Comment c'est possible que un chroot perde la co internet ??

----------

## Poussin

D'après ce que je vois, tu as le net. Tu es certain de ne pas avoir configuré un proxy une joyeuseté comme ça dans ton chroot? (et encore, je ne suis pas certain que ça change quelque chose...)

edit: Depuis ton chroot:

1/ tente un ping vers ton router

2/ Un ping vers, par exemple 8.8.8.8

----------

## noobux

Okay, oui tu vois j'ai une addresse ip ça devrait marcher... je n'utilise pas de proxy ni rien d'autre tout ce qui a de plus simple avec un resolv.conf par défaut (vide) comme à mon habitude, dans mon chroot je ne fais rien à pars ping google.com. 

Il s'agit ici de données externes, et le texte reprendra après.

use itertools::Itertools;

use crate::error::{require_points, Result};
use crate::geo::{Point, Vector};

/// Default tolerance for "these two segments are parallel".
///
/// Compared against the unnormalized cross product of two edges, so it is in
/// squared world units: with `u32` coordinates only exact collinearity (or a
/// repeated point) gets under it.
pub const PARALLEL_EPSILON: f64 = 1e-5;

/// Removes points that sit on a straight line between their neighbors.
///
/// Digitized rings often repeat points or carry extra points along straight
/// runs. Those make the miter join at that vertex degenerate, so run this
/// before tessellating.
///
/// Slides a window over triples `(p[l], p[r], p[r+1])`, where `p[l]` is the
/// last point we kept. If `p[l] -> p[r]` and `p[r] -> p[r+1]` are parallel
/// (`|cross| < epsilon`), `p[r]` goes. The first and last points always stay,
/// and the survivors keep their order.
///
/// Fails if `points` has fewer than 3 elements. The result may have only 2.
///
/// # Examples
///
/// ```
/// use tessgeo::geo::Point;
/// use tessgeo::simplify::{eliminate_parallel_segments, PARALLEL_EPSILON};
///
/// let line = vec![Point(0, 0), Point(5, 0), Point(10, 0), Point(10, 10)];
/// assert_eq!(
///     vec![Point(0, 0), Point(10, 0), Point(10, 10)],
///     eliminate_parallel_segments(&line, PARALLEL_EPSILON).unwrap()
/// );
/// ```
pub fn eliminate_parallel_segments(points: &[Point], epsilon: f64) -> Result<Vec<Point>> {
    require_points(points, 3)?;

    let mut keep = vec![true; points.len()];
    let mut l = 0;

    for (r, (&p1, &p2)) in points.iter().tuple_windows().enumerate().skip(1) {
        let a = Vector::between(points[l], p1);
        let b = Vector::between(p1, p2);
        if a.cross(b).abs() < epsilon {
            keep[r] = false;
        } else {
            l = r;
        }
    }

    let ret: Vec<Point> = points.iter()
        .zip(keep.iter())
        .filter(|&(_, &k)| k)
        .map(|(&p, _)| p)
        .collect();

    if ret.len() < points.len() {
        debug!("eliminated {} of {} points", points.len() - ret.len(), points.len());
    }

    Ok(ret)
}

#[cfg(test)]
mod test {
    use super::{eliminate_parallel_segments, PARALLEL_EPSILON};
    use crate::error::Error;
    use crate::geo::{Point, Wgs84};
    use crate::quantize::mercator::wgs_to_point;

    fn eliminate(points: &[Point]) -> Vec<Point> {
        eliminate_parallel_segments(points, PARALLEL_EPSILON).unwrap()
    }

    #[test]
    fn too_short() {
        assert_eq!(
            Err(Error::TooFewPoints { required: 3, actual: 2 }),
            eliminate_parallel_segments(&[Point(0, 0), Point(1, 1)], PARALLEL_EPSILON)
        );
    }

    #[test]
    fn unchanged() {
        let points = vec![Point(0, 0), Point(10, 0), Point(10, 10), Point(0, 10)];
        assert_eq!(points, eliminate(&points));
    }

    #[test]
    fn straight_run() {
        let points = vec![Point(0, 0), Point(1, 1), Point(2, 2), Point(3, 3), Point(3, 10)];
        assert_eq!(vec![Point(0, 0), Point(3, 3), Point(3, 10)], eliminate(&points));
    }

    #[test]
    fn repeated_point() {
        let points = vec![Point(0, 0), Point(5, 5), Point(5, 5), Point(10, 0)];
        assert_eq!(vec![Point(0, 0), Point(5, 5), Point(10, 0)], eliminate(&points));
    }

    #[test]
    fn backtracking_is_collinear() {
        let points = vec![Point(0, 0), Point(10, 0), Point(4, 0), Point(4, 8)];
        assert_eq!(vec![Point(0, 0), Point(4, 0), Point(4, 8)], eliminate(&points));
    }

    #[test]
    fn keeps_endpoints_of_a_line() {
        let points = vec![Point(0, 7), Point(3, 7), Point(9, 7)];
        assert_eq!(vec![Point(0, 7), Point(9, 7)], eliminate(&points));
    }

    #[test]
    fn idempotent() {
        let points = vec![
            Point(0, 0), Point(2, 0), Point(4, 0), Point(4, 0), Point(4, 3),
            Point(4, 6), Point(1, 9), Point(0, 10), Point(0, 10),
            Point(7, 3), Point(8, 2), Point(9, 1), Point(20, 1), Point(20, 1),
        ];
        let once = eliminate(&points);
        let twice = eliminate(&once);
        assert_eq!(once, twice);
        assert_eq!(points[0], once[0]);
        assert_eq!(points[points.len() - 1], once[once.len() - 1]);
    }

    #[test]
    fn flat_coastline() {
        // A stretch of Antarctic coast, all at the southern clamp latitude.
        let lons = [
            3.7756453790000819, 3.8215438160000872, 4.3893335300000444, 4.3997501960000704,
            6.1833602220000898, 6.1989852220000898, 6.7927352220000898, 6.8078719410000872,
            7.2424422540000819, 7.2504988940000885, 7.6463322270000731, 7.4150496750000912,
            7.9170028000000912, 7.8369246750000912, 9.1574813160000872, 8.9382430350000845,
            9.6557723320000832, 9.6621199880000858, 12.046071811000047, 12.08171634200005,
            12.074473504000082,
        ];
        let points: Vec<Point> = lons.iter()
            .map(|&lon| wgs_to_point(Wgs84::new(-85.051128779806589, lon)))
            .collect();

        let result = eliminate(&points);
        assert_eq!(vec![points[0], points[points.len() - 1]], result);
    }
}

Je ping mon routeur et voilà le résultat : 

ping 192.168.1.1 :

64 bits ...

64 ...

bref ça marche sur mon routeur uniquement !!

----------

## Poussin

Ce serait cool que tu sois complet  :Wink: . Je me répète:

 *Poussin wrote:*   

> 2/ Un ping vers, par exemple 8.8.8.8

 

edit:

 *noobux wrote:*   

> ... un resolv.conf par défaut (vide) comme à mon habitude

 

Si le resolv.conf est vide, tu ne risques pas d'accéder à une adresse via son dns...

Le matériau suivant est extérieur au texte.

//! Mercator pre-warp for latitude.
//!
//! `project_lat` stretches latitude so that the quantized `y` axis is linear
//! in projected latitude: `lat_r -> ln(tan(lat_r / 2 + π/4))`, reported back
//! in degree-like units. ±`MAX_LATITUDE` lands on ±180, the same range as
//! longitude, which makes the world a square.
//!
//! Longitude is not warped; `project_lon` exists so that call sites read the
//! same on both axes.

use std::f64::consts::PI;

use super::{lon_to_x, projected_lat_to_y, x_to_lon, y_to_projected_lat, LONGITUDE, PROJECTED, UNIT_MAX};
use crate::geo::{Point, Wgs84};

/// The latitude Mercator maps to exactly ±180: `atan(sinh(π))`, in degrees.
pub const MAX_LATITUDE: f64 = 85.051_128_779_806_59;

// x * π / 180, in that order, to match stored data bit for bit.
fn deg_to_rad(x: f64) -> f64 {
    x * PI / 180.0
}

fn rad_to_deg(x: f64) -> f64 {
    x * 180.0 / PI
}

/// Projects latitude in radians to Mercator `y` in radians.
pub fn lat_to_y_r(lat_r: f64) -> f64 {
    (lat_r / 2.0 + PI / 4.0).tan().ln()
}

/// Inverse of `lat_to_y_r`.
pub fn y_r_to_lat(y_r: f64) -> f64 {
    y_r.exp().atan() * 2.0 - PI / 2.0
}

pub fn project_lat(lat: f64) -> f64 {
    rad_to_deg(lat_to_y_r(deg_to_rad(lat)))
}

pub fn unproject_lat(projected_lat: f64) -> f64 {
    rad_to_deg(y_r_to_lat(deg_to_rad(projected_lat)))
}

pub fn project_lon(lon: f64) -> f64 {
    lon
}

pub fn unproject_lon(projected_lon: f64) -> f64 {
    projected_lon
}

/// Restricts latitude to the band Mercator can represent.
pub fn clamp_lat_to_valid(lat: f64) -> f64 {
    lat.max(-MAX_LATITUDE).min(MAX_LATITUDE)
}

pub fn clamp_lon_to_valid(lon: f64) -> f64 {
    LONGITUDE.clamp(lon)
}

/// Warps and quantizes latitude in one expression.
///
/// Assumes `lat` is already clamped to ±`MAX_LATITUDE`.
pub fn lat_to_yu(lat: f64) -> u32 {
    ((lat_to_y_r(deg_to_rad(lat)) + PI) / (2.0 * PI) * UNIT_MAX as f64) as u32
}

/// Quantizes longitude in one expression.
pub fn lon_to_xu(lon: f64) -> u32 {
    ((lon + 180.0) / 360.0 * UNIT_MAX as f64) as u32
}

/// Clamps, projects and quantizes a geographic position.
///
/// The projected latitude is clamped again: `project_lat(MAX_LATITUDE)`
/// overshoots 180 by a few ulps.
///
/// # Examples
///
/// ```
/// use tessgeo::geo::{Point, Wgs84};
/// use tessgeo::quantize::mercator::wgs_to_point;
///
/// assert_eq!(Point(2147483647, 2147483647), wgs_to_point(Wgs84::new(0.0, 0.0)));
/// assert_eq!(Point(0, 0), wgs_to_point(Wgs84::new(-89.0, -180.0)));
/// ```
pub fn wgs_to_point(wgs: Wgs84) -> Point {
    let x = project_lon(clamp_lon_to_valid(wgs.lon));
    let y = PROJECTED.clamp(project_lat(clamp_lat_to_valid(wgs.lat)));
    Point(lon_to_x(x), projected_lat_to_y(y))
}

/// Inverse of `wgs_to_point`, up to quantization and clamping.
pub fn point_to_wgs(point: Point) -> Wgs84 {
    Wgs84 {
        lat: unproject_lat(y_to_projected_lat(point.1)),
        lon: unproject_lon(x_to_lon(point.0)),
    }
}
//! Removes points that make polylines harder to tessellate.
mod parallel;

pub use self::parallel::{eliminate_parallel_segments, PARALLEL_EPSILON};
//! First pass: widens a polyline into a ribbon of triangles.

use itertools::Itertools;
use serde::{Deserialize, Serialize};

use crate::error::{require_capacity, require_points, Result};
use crate::geo::{Point, Vector};
use crate::simplify::PARALLEL_EPSILON;
use super::{offset, offset_join, Arena, Color, DebugLines, Join};

/// What the ribbon tessellator generates.
#[derive(Clone, Copy, Debug, PartialEq, Serialize, Deserialize)]
#[serde(default)]
pub struct RibbonSettings {
    /// Also widen to the right of the polyline, not just the left.
    pub generate_both_sides: bool,

    /// Record the ribbon's boundary.
    pub generate_outline: bool,

    /// Record `DebugLines` showing each join's construction.
    pub emit_debug_geometry: bool,

    pub parallel_epsilon: f64,
}

impl RibbonSettings {
    /// Both sides, with outline: the road body, whose outline feeds the AA
    /// pass.
    pub fn first_pass() -> RibbonSettings {
        RibbonSettings {
            generate_both_sides: true,
            generate_outline: true,
            ..RibbonSettings::default()
        }
    }

    /// One side, no outline.
    pub fn aa_pass() -> RibbonSettings {
        RibbonSettings::default()
    }

    fn sides(&self) -> usize {
        if self.generate_both_sides { 2 } else { 1 }
    }
}

impl Default for RibbonSettings {
    fn default() -> RibbonSettings {
        RibbonSettings {
            generate_both_sides: false,
            generate_outline: false,
            emit_debug_geometry: false,
            parallel_epsilon: PARALLEL_EPSILON,
        }
    }
}

/// Elements written by one `tessellate()` call.
#[derive(Clone, Copy, Debug, Default, PartialEq, Eq)]
pub struct RibbonCounts {
    pub triangles: usize,
    pub outline: usize,
}

/// How many triangle-buffer points `tessellate()` writes for `len` points.
///
/// Six (two triangles) per segment per side.
pub fn triangle_count(len: usize, settings: &RibbonSettings) -> usize {
    len.saturating_sub(1) * 6 * settings.sides()
}

/// How many outline points `tessellate()` writes for `len` points.
pub fn outline_count(len: usize, settings: &RibbonSettings) -> usize {
    if settings.generate_outline {
        len * settings.sides()
    } else {
        0
    }
}

struct TriangleWriter<'a> {
    out: &'a mut [Point],
    n: usize,
}

impl<'a> TriangleWriter<'a> {
    fn triangle(&mut self, p1: Vector, p2: Vector, p3: Vector) {
        self.out[self.n] = Point::from_vector(p1);
        self.out[self.n + 1] = Point::from_vector(p2);
        self.out[self.n + 2] = Point::from_vector(p3);
        self.n += 3;
    }

    fn quad(&mut self, p1: Vector, p2: Vector, p3: Vector, p4: Vector) {
        self.triangle(p1, p2, p3);
        self.triangle(p3, p4, p1);
    }
}

/// Writes the left side front to back and the right side back to front, so a
/// double-sided outline is one loop around the ribbon.
struct OutlineWriter<'a> {
    out: &'a mut [Point],
    len: usize,
    enabled: bool,
    both_sides: bool,
    i: usize,
}

impl<'a> OutlineWriter<'a> {
    fn push(&mut self, d: Vector, e: Vector) {
        if !self.enabled {
            return;
        }
        self.out[self.i] = Point::from_vector(d);
        if self.both_sides {
            self.out[2 * self.len - self.i - 1] = Point::from_vector(e);
        }
        self.i += 1;
    }

    fn written(&self) -> usize {
        if self.both_sides { self.i * 2 } else { self.i }
    }
}

fn join_point(join: Join, i: usize) -> Vector {
    if join.is_degenerate() {
        warn!("parallel offset lines at vertices {},{},{}; using unmitered join", i, i + 1, i + 2);
    }
    join.point()
}

/// Widens `polyline` by `half_width` into `triangles`.
///
/// For every interior vertex `p2` the offset edges meet at a miter point `d`
/// (see `offset_join()`); the quad `(p1, prev_d, d, p2)` becomes two
/// triangles. The first vertex and the last vertex use their one edge's
/// perpendicular. With `generate_both_sides` the same happens mirrored, giving
/// points `e` on the right. With `generate_outline` every `d` (and `e`) also
/// goes to `outline`, `d` at the front and `e` from the back.
///
/// Writes exactly `triangle_count()` triangle points and `outline_count()`
/// outline points. `debug` is filled only when `emit_debug_geometry` is set.
///
/// Fails, having written nothing, when `polyline` has fewer than 3 points or
/// a buffer is too small. Parallel joins are not errors: they fall back to the
/// unmitered offset vertex and log a warning.
///
/// # Examples
///
/// ```
/// use tessgeo::geo::Point;
/// use tessgeo::tessellate::ribbon::{tessellate, RibbonSettings};
///
/// let line = [Point(0, 0), Point(1000, 0), Point(1000, 1000)];
/// let settings = RibbonSettings { generate_outline: true, ..RibbonSettings::default() };
/// let mut triangles = [Point::default(); 12];
/// let mut outline = [Point::default(); 3];
///
/// let counts = tessellate(&line, 100.0, &settings, &mut triangles, &mut outline, None).unwrap();
/// assert_eq!((12, 3), (counts.triangles, counts.outline));
/// assert_eq!([Point(0, 100), Point(900, 100), Point(900, 1000)], outline);
/// ```
pub fn tessellate(
    polyline: &[Point],
    half_width: f64,
    settings: &RibbonSettings,
    triangles: &mut [Point],
    outline: &mut [Point],
    debug: Option<&mut DebugLines>,
) -> Result<RibbonCounts> {
    require_points(polyline, 3)?;
    let len = polyline.len();
    require_capacity("triangles", triangles, triangle_count(len, settings))?;
    require_capacity("outline", outline, outline_count(len, settings))?;

    let both_sides = settings.generate_both_sides;
    let eps = settings.parallel_epsilon;
    let mut debug = if settings.emit_debug_geometry { debug } else { None };
    let mut tris = TriangleWriter { out: triangles, n: 0 };
    let mut outl = OutlineWriter {
        out: outline,
        len: len,
        enabled: settings.generate_outline,
        both_sides: both_sides,
        i: 0,
    };

    let mut prev_d = Vector::ZERO;
    let mut prev_e = Vector::ZERO;

    for (i, (&p1, &p2, &p3)) in polyline.iter().tuple_windows().enumerate() {
        let (p1, p2, p3) = (Vector::from(p1), Vector::from(p2), Vector::from(p3));
        let t1 = offset(p2 - p1, half_width);
        let t2 = offset(p3 - p2, half_width);

        let d_join = offset_join(p1, p2, p3, half_width, eps);
        let d = join_point(d_join, i);
        let e = if both_sides {
            offset_join(p1, p2, p3, -half_width, eps).point()
        } else {
            p2
        };

        if i == 0 {
            prev_d = p1 + t1;
            prev_e = p1 - t1;
            outl.push(prev_d, prev_e);
        }

        if let Some(ref mut lines) = debug {
            lines.add_line(p1, p2, Color::BLACK);
            for &(p, t) in &[(p1, t1), (p2, t1), (p2, t2), (p3, t2)] {
                lines.add_line(p, p + t, Color::GREY);
                if both_sides {
                    lines.add_line(p, p - t, Color::GREY);
                }
            }
            let spoke = if d_join.is_degenerate() { Color::RED } else { Color::GREEN };
            lines.add_line(p2, d, spoke);
            lines.add_line(prev_d, d, Color::BLUE);
            if both_sides {
                lines.add_line(p2, e, spoke);
                lines.add_line(prev_e, e, Color::BLUE);
            }
        }

        tris.quad(p1, prev_d, d, p2);
        if both_sides {
            tris.quad(p1, prev_e, e, p2);
        }
        outl.push(d, e);

        prev_d = d;
        prev_e = e;
    }

    // End cap: the last edge's perpendicular, no miter.
    let p1 = Vector::from(polyline[len - 2]);
    let p2 = Vector::from(polyline[len - 1]);
    let t = offset(p2 - p1, half_width);
    let d = p2 + t;
    let e = p2 - t;

    if let Some(ref mut lines) = debug {
        lines.add_line(p1, p2, Color::BLACK);
        lines.add_line(prev_d, d, Color::BLUE);
        if both_sides {
            lines.add_line(prev_e, e, Color::BLUE);
        }
    }

    outl.push(d, e);
    tris.quad(p1, prev_d, d, p2);
    if both_sides {
        tris.quad(p1, prev_e, e, p2);
    }

    let counts = RibbonCounts {
        triangles: tris.n,
        outline: outl.written(),
    };
    debug!("ribbon: {} points -> {} triangle points, {} outline points", len, counts.triangles, counts.outline);
    Ok(counts)
}

/// `tessellate()` into the next free slots of two arenas.
///
/// Claims exactly `triangle_count()` and `outline_count()` slots. On error
/// neither arena moves.
pub fn tessellate_into(
    polyline: &[Point],
    half_width: f64,
    settings: &RibbonSettings,
    triangles: &mut Arena<Point>,
    outline: &mut Arena<Point>,
    debug: Option<&mut DebugLines>,
) -> Result<RibbonCounts> {
    require_points(polyline, 3)?;
    let n_triangles = triangle_count(polyline.len(), settings);
    let n_outline = outline_count(polyline.len(), settings);
    triangles.ensure(n_triangles)?;
    outline.ensure(n_outline)?;

    let tri_claim = triangles.claim(n_triangles)?;
    let outline_claim = outline.claim(n_outline)?;
    tessellate(polyline, half_width, settings, tri_claim.items, outline_claim.items, debug)
}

Le resolv.conf sur le liveCD ne devrait pas etre vide, et donc celui de ton chroot, comme tu le copies, non plus!

----------

## man in the hill

 *noobux wrote:*   

> Okay, oui tu vois j'ai une addresse ip ça devrait marcher... je n'utilise pas de proxy ni rien d'autre tout ce qui a de plus simple avec un resolv.conf par défaut (vide) comme à mon habitude, dans mon chroot je ne fais rien à pars ping google.com. 
> 
> Je ping mon routeur et voilà le résultat : 
> 
> ping 192.168.1.1 :
> ...

 

Si tu veux t'en sortir il faut connaitre un minimun en réseau:

http://fr.wikipedia.org/wiki/Domain_Name_System

http://www.frameip.com/

Après lecture, tu devrais comprendre que tu ne peux pas pinguer google sans un serveur dns configuré ds ton /etc/resolv.conf  mais tu peux pinguer son ip sans problème !

Donc quand on veut pinguer un nom de domaine(google.com ou domain-que-l-on-veut.com) on configure son dns pour qu'il puisse être contacté et renvoyer l'ip de la machine que l'on veut contacter (serveur web, etc) au programme qui le demande (ping, firefox, etc)...

----------

## noobux

Hey ! mais pourquoi d'un coup il me faut des connaissances en réseau et remplir mon resolv.conf pourquoi pas la semaine dernière ?! Je n'y comprends rien ! mon laptop se connecte à ma livebox depuis gentoo sans aucun prolbème avecun resolv.conf blank depuis presque 1 mois et avec deux install' et de multiples chroot ! (et j'ai tout de même des connaissances en réseau bien que limitées (très?)   :Laughing:  ).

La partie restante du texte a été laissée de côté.